Sunday, July 4, 2010

Electric wire kills boy; blame unassigned

Reported by Phuong Thanh - look at vietnam
A teenage school boy was electrocuted to death in Ho Chi Minh City Tuesday when he touched a live wire as he walked past a construction site in the rain.
The incident was the city’s third such death in 5 months.
Local residents in Thu Duc District found Huynh Minh Khanh 15 minutes after he was electrocuted by a wire between a construction site on the Suoi Nhum drainage system and a neighboring medical station.
It was drizzling at the time and neither the drain contractor nor the medical station took responsibility for the death.
The 14-year-old was on a shortcut home from school at around 5pm when he came in contact with the live wire. He was rushed to Thu Duc Hospital but doctors said he had been killed on the spot.

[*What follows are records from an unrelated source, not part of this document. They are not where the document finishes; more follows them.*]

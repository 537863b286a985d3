//! Block in, artwork data out.
//!
//! `generate` wires the seed stream, geometry, simulation and classifier
//! together. The result is a pure function of the block and the canvas
//! parameters; only the attached [`RunMetrics`] varies between runs.

use crate::classify::{classify, symmetry_roll, ClassificationResult};
use crate::config::AppConfig;
use crate::error::{CaError, Result};
use crate::geometry::{CanvasGeometry, Dimensions};
use crate::injection::InjectionPoint;
use crate::metrics::RunMetrics;
use crate::render::{HistoryView, RenderAdapter, RenderFrame};
use crate::rule::RuleTable;
use crate::seed::SeedStream;
use crate::simulation::CaSimulation;
use cellblock_data::{Attributes, Block, GenerationHistory, SymmetryMode};
use serde::Serialize;

#[derive(Debug, Clone, Serialize)]
pub struct Artifact {
    pub seed: u64,
    pub rule: RuleTable,
    pub geometry: CanvasGeometry,
    pub dimensions: Dimensions,
    pub symmetry: SymmetryMode,
    pub classification: ClassificationResult,
    pub attributes: Attributes,
    pub injection_points: Vec<InjectionPoint>,
    pub history: GenerationHistory,
    pub metrics: RunMetrics,
}

impl Artifact {
    pub fn view(&self) -> HistoryView<'_> {
        HistoryView::new(&self.history)
    }

    pub fn frame(&self) -> RenderFrame<'_> {
        RenderFrame {
            view: self.view(),
            symmetry: self.symmetry,
            legend: self.rule.legend(),
        }
    }

    pub fn render<R: RenderAdapter>(&self, renderer: &mut R) -> R::Output {
        renderer.render(&self.frame())
    }
}

/// Runs the full pipeline for `block`.
///
/// The config is validated first, so hand-built configs get the same bounds
/// as ones loaded from disk.
pub fn generate(block: &Block, config: &AppConfig) -> Result<Artifact> {
    config
        .validate()
        .map_err(|e| CaError::dimension(e.to_string()))?;
    let stream = SeedStream::from_block(block)?;
    let geometry = CanvasGeometry::from_modifier(
        config.canvas.width,
        config.canvas.height,
        config.modifiers.mod1,
    )?;
    let dimensions = geometry.dimensions()?;
    generate_with(&stream, geometry, dimensions)
}

/// Runs the pipeline from an existing stream, e.g. one built from fixed pairs.
pub fn generate_with(
    stream: &SeedStream,
    geometry: CanvasGeometry,
    dimensions: Dimensions,
) -> Result<Artifact> {
    let rule_index = stream.rule_index();
    let point_count = stream.injection_point_count();
    let rarity_draw = stream.rarity_draw();

    let classification = classify(rule_index);
    let rarity = symmetry_roll(&classification, rarity_draw);

    let mut sim = CaSimulation::new(dimensions);
    sim.init(i64::from(rule_index), stream.pairs().to_vec(), point_count)?;
    sim.generate_all()?;

    let rule = sim.rule().copied().unwrap_or_else(|| RuleTable::from_index(rule_index));
    let injection_points = sim
        .schedule()
        .points(dimensions.row_height, dimensions.row_width);
    let (history, metrics) = sim.into_parts();

    let attributes = Attributes {
        rule: rule_index,
        class: classification.wolfram_class,
        scarcity_boost_percent: classification.boost(),
        symmetry: rarity.symmetry_mode,
        extra_rarity_boost: rarity.extra_rarity_boost,
    };

    tracing::info!(
        seed = stream.seed(),
        rule = rule_index,
        class = %classification.wolfram_class,
        symmetry = %rarity.symmetry_mode,
        columns = dimensions.row_width,
        rows = dimensions.row_height,
        injections = metrics.injections,
        "Artifact generated"
    );

    Ok(Artifact {
        seed: stream.seed(),
        rule,
        geometry,
        dimensions,
        symmetry: rarity.symmetry_mode,
        classification,
        attributes,
        injection_points,
        history,
        metrics,
    })
}
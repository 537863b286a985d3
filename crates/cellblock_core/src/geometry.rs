//! Canvas geometry: how many cells fit, and at which scale.

use crate::error::{CaError, Result};
use serde::{Deserialize, Serialize};

/// Row width (columns) and row count (generations) of one run.
#[derive(Debug, Clone, Copy, PartialEq, Eq, Hash, Serialize, Deserialize)]
pub struct Dimensions {
    pub row_width: usize,
    pub row_height: usize,
}

impl Dimensions {
    pub fn new(row_width: usize, row_height: usize) -> Result<Self> {
        if row_width == 0 {
            return Err(CaError::dimension("row width must be positive"));
        }
        if row_height == 0 {
            return Err(CaError::dimension("row height must be positive"));
        }
        Ok(Self {
            row_width,
            row_height,
        })
    }

    /// Upper bound on cell updates for a full run.
    pub fn cell_budget(&self) -> usize {
        self.row_width.saturating_mul(self.row_height)
    }
}

/// Pixel canvas plus the derived cell scale.
#[derive(Debug, Clone, Copy, PartialEq, Serialize, Deserialize)]
pub struct CanvasGeometry {
    pub canvas_width: f64,
    pub canvas_height: f64,
    pub scale: f64,
}

impl CanvasGeometry {
    pub fn new(canvas_width: f64, canvas_height: f64, scale: f64) -> Result<Self> {
        if !(canvas_width.is_finite() && canvas_width > 0.0) {
            return Err(CaError::dimension(format!(
                "canvas width {canvas_width} must be positive"
            )));
        }
        if !(canvas_height.is_finite() && canvas_height > 0.0) {
            return Err(CaError::dimension(format!(
                "canvas height {canvas_height} must be positive"
            )));
        }
        if !(scale.is_finite() && scale > 0.0) {
            return Err(CaError::dimension(format!("scale {scale} must be positive")));
        }
        Ok(Self {
            canvas_width,
            canvas_height,
            scale,
        })
    }

    /// Builds the geometry with the scale picked by `mod1`.
    pub fn from_modifier(canvas_width: f64, canvas_height: f64, mod1: f64) -> Result<Self> {
        let scale = scale_for(canvas_width, mod1);
        Self::new(canvas_width, canvas_height, scale)
    }

    /// Horizontal inset: a quarter of the canvas width corrected by the
    /// aspect ratio, which works out to a quarter of the height.
    pub fn width_offset(&self) -> f64 {
        self.canvas_width * 0.25 * (self.canvas_height / self.canvas_width)
    }

    pub fn height_offset(&self) -> f64 {
        self.canvas_height * 0.25
    }

    /// Frame width drawn around the artwork.
    pub fn margin(&self) -> u32 {
        (self.canvas_width * 0.125 * 0.125).floor() as u32
    }

    pub fn dimensions(&self) -> Result<Dimensions> {
        let cols = ((self.canvas_width - self.width_offset()) / self.scale).floor();
        let rows = ((self.canvas_height - self.height_offset()) / self.scale).floor();
        if cols < 1.0 {
            return Err(CaError::dimension(format!(
                "canvas {}x{} at scale {} leaves no columns",
                self.canvas_width, self.canvas_height, self.scale
            )));
        }
        if rows < 1.0 {
            return Err(CaError::dimension(format!(
                "canvas {}x{} at scale {} leaves no rows",
                self.canvas_width, self.canvas_height, self.scale
            )));
        }
        Dimensions::new(cols as usize, rows as usize)
    }
}

/// `floor(log2(canvas_width) - 2)`: the largest scale exponent `mod1` can reach.
pub fn size_threshold(canvas_width: f64) -> i32 {
    (canvas_width.log2() - 2.0).floor() as i32
}

/// Cell scale for `mod1`: always a power of two.
pub fn scale_for(canvas_width: f64, mod1: f64) -> f64 {
    let threshold = f64::from(size_threshold(canvas_width));
    let exponent = (1.0 + mod1 * (threshold - 1.0)).round() as i32;
    2f64.powi(exponent)
}
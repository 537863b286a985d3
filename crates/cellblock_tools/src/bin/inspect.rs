use cellblock_core::classify::{classify, extra_rarity_boost, members};
use cellblock_core::rule::RuleTable;
use cellblock_data::{SymmetryMode, WolframClass};
use clap::Parser;
use serde::Serialize;

#[derive(Parser, Debug)]
#[command(author, version, about = "Inspect elementary rules and their rarity", long_about = None)]
struct Args {
    /// Rule index to inspect (0-255)
    #[arg(short, long)]
    rule: Option<i64>,

    /// Print every class with its members instead
    #[arg(short, long, default_value_t = false)]
    classes: bool,

    /// Emit JSON instead of text
    #[arg(long, default_value_t = false)]
    json: bool,
}

#[derive(Serialize, Debug)]
struct RuleReport {
    rule: u8,
    binary: String,
    class: WolframClass,
    scarcity_percent: u32,
    scarcity_boost_percent: u32,
    mirrored_rarity_boost: u32,
    transitions: Vec<(String, u8)>,
}

fn report(rule: i64) -> anyhow::Result<RuleReport> {
    let table = RuleTable::parse(rule)?;
    let index = table.to_rule_index();
    let classification = classify(index);
    let transitions = (0..8u8)
        .rev()
        .map(|n| {
            let (l, c, r) = ((n >> 2) & 1, (n >> 1) & 1, n & 1);
            (format!("{l}{c}{r}"), table.next_state(l, c, r))
        })
        .collect();
    Ok(RuleReport {
        rule: index,
        binary: table.binary_string(),
        class: classification.wolfram_class,
        scarcity_percent: classification.scarcity_percent,
        scarcity_boost_percent: classification.boost(),
        mirrored_rarity_boost: extra_rarity_boost(
            classification.wolfram_class,
            SymmetryMode::Mirrored,
        ),
        transitions,
    })
}

fn main() -> anyhow::Result<()> {
    let args = Args::parse();

    if args.classes {
        for class in WolframClass::ALL {
            let rules = members(class);
            if args.json {
                println!("{}", serde_json::json!({ "class": class, "members": rules }));
            } else {
                println!("{} ({} rules): {:?}", class, rules.len(), rules);
            }
        }
        return Ok(());
    }

    let rule = args
        .rule
        .ok_or_else(|| anyhow::anyhow!("Pass --rule <n> or --classes"))?;
    let report = report(rule)?;

    if args.json {
        println!("{}", serde_json::to_string_pretty(&report)?);
    } else {
        println!("Rule {} ({})", report.rule, report.binary);
        for (neighbourhood, next) in &report.transitions {
            println!("  {} -> {}", neighbourhood, next);
        }
        println!("Class: {}", report.class);
        println!(
            "Scarcity: {}% (boost {}%)",
            report.scarcity_percent, report.scarcity_boost_percent
        );
        println!("Mirrored rarity boost: {}", report.mirrored_rarity_boost);
    }

    Ok(())
}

His body had curled up and his face was scratched as he had been thrown by the electric current.
Lam Thi Mai, Khanh’s mother whose husband left when Khanh was a baby, said she worked at factory from 7a.m. to 6p.m., so she couldn’t drive him to and school, which is around 200 meters from their house.
“His death is a loss nothing else can replace,” Mai was quoted by Tuoi Tre as saying.
The area didn’t have any public electric lights and there was only one light at the construction site. No fences or signs at the 500 meter-long site warned passers-by of electric currents.
Saigon Investment Joint Stock Co. is the contractor on the project invested in by the HCMC Irrigation Management Company.
Although kids usually gathered to play at the site, holes 5-6 square meters wide and 3-4 meters deep were unfenced. Nguyen Ngoc Tuyen, vice manager of the construction project, said his unit was not responsible for the accident as it had finished construction in December.
Tuyen said the electric wire must have been powering the medical station.
The local government has given Khanh’s family VND5 million (US$271) for their loss.
Police are investigating the cause of the electrical leak.